* _YOUR ASSIGNMENT_
Look through the data below. Pick out the lines holding the string "Fill".

* _TASK MATERIAL_
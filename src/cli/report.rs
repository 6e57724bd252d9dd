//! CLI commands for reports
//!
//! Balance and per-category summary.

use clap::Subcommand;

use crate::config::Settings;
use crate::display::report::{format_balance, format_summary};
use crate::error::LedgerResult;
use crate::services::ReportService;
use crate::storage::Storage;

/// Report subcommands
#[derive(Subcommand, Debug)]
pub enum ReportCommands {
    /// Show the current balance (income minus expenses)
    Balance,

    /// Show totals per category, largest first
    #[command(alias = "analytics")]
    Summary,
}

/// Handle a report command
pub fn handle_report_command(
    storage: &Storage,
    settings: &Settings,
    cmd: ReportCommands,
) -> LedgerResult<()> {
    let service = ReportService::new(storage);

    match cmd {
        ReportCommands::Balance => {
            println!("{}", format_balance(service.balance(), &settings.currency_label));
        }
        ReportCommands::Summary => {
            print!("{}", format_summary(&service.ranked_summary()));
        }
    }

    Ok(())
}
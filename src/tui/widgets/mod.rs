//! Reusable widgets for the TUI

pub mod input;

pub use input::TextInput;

* * *

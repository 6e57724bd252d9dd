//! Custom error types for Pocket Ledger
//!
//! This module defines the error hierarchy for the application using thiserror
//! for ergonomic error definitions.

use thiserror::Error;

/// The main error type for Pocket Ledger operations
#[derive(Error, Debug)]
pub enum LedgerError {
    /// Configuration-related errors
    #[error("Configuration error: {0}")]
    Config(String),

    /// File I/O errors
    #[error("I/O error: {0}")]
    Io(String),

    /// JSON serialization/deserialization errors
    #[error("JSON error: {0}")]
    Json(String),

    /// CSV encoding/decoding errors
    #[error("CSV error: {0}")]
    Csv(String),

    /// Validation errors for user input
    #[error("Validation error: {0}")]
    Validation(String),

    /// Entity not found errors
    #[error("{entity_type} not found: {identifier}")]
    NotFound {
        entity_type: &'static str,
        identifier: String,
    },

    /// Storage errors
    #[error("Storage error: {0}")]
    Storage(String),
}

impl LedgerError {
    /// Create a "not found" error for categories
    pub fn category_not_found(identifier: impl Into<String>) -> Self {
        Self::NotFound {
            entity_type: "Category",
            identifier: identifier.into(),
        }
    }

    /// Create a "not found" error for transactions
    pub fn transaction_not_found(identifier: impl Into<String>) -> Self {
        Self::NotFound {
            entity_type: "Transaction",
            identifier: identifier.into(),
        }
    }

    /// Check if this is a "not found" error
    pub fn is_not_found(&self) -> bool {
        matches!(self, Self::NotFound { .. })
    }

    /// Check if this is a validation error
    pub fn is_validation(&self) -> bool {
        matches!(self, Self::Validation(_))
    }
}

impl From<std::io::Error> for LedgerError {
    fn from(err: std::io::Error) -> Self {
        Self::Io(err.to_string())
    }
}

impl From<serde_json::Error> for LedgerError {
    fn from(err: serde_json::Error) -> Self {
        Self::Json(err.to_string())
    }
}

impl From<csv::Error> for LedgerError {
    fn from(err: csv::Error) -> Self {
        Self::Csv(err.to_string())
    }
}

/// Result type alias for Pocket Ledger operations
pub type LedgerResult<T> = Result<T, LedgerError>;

---

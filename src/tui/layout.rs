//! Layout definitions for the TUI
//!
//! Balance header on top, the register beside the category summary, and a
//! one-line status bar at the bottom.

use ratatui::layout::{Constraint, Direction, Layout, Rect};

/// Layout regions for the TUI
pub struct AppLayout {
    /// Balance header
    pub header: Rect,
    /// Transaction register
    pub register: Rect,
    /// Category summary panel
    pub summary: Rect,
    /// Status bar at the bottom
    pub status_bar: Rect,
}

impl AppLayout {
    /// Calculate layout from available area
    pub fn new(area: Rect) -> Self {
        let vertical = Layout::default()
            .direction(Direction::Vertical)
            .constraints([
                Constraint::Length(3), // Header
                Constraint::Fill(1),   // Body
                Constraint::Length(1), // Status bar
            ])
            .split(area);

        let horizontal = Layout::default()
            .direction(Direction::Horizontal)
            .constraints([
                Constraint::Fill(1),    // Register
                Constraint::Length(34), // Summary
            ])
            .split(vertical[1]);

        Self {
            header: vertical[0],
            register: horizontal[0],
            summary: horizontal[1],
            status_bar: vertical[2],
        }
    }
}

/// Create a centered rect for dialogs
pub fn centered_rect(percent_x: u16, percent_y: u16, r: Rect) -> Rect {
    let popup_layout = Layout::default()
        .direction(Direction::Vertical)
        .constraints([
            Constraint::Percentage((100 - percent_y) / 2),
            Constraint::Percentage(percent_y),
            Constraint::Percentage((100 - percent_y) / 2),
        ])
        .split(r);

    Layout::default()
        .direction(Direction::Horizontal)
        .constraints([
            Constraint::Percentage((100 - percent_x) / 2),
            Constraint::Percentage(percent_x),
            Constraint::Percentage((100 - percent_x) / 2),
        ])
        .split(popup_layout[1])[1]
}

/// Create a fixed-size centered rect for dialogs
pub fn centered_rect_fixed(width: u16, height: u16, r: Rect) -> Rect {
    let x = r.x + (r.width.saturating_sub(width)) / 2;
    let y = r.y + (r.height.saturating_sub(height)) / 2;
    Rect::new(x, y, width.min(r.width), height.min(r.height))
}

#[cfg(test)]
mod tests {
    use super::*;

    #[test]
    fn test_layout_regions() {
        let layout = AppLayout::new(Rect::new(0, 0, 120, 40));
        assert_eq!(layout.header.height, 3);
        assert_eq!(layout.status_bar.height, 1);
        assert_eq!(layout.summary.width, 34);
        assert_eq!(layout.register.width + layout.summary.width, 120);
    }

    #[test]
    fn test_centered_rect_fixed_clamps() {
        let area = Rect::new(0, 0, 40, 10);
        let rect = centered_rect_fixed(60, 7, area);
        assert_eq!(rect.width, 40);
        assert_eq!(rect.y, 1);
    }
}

* _SOLUTION FOR THIS TASK_
                Constraint::Fill(1),   // Body
                Constraint::Fill(1),    // Register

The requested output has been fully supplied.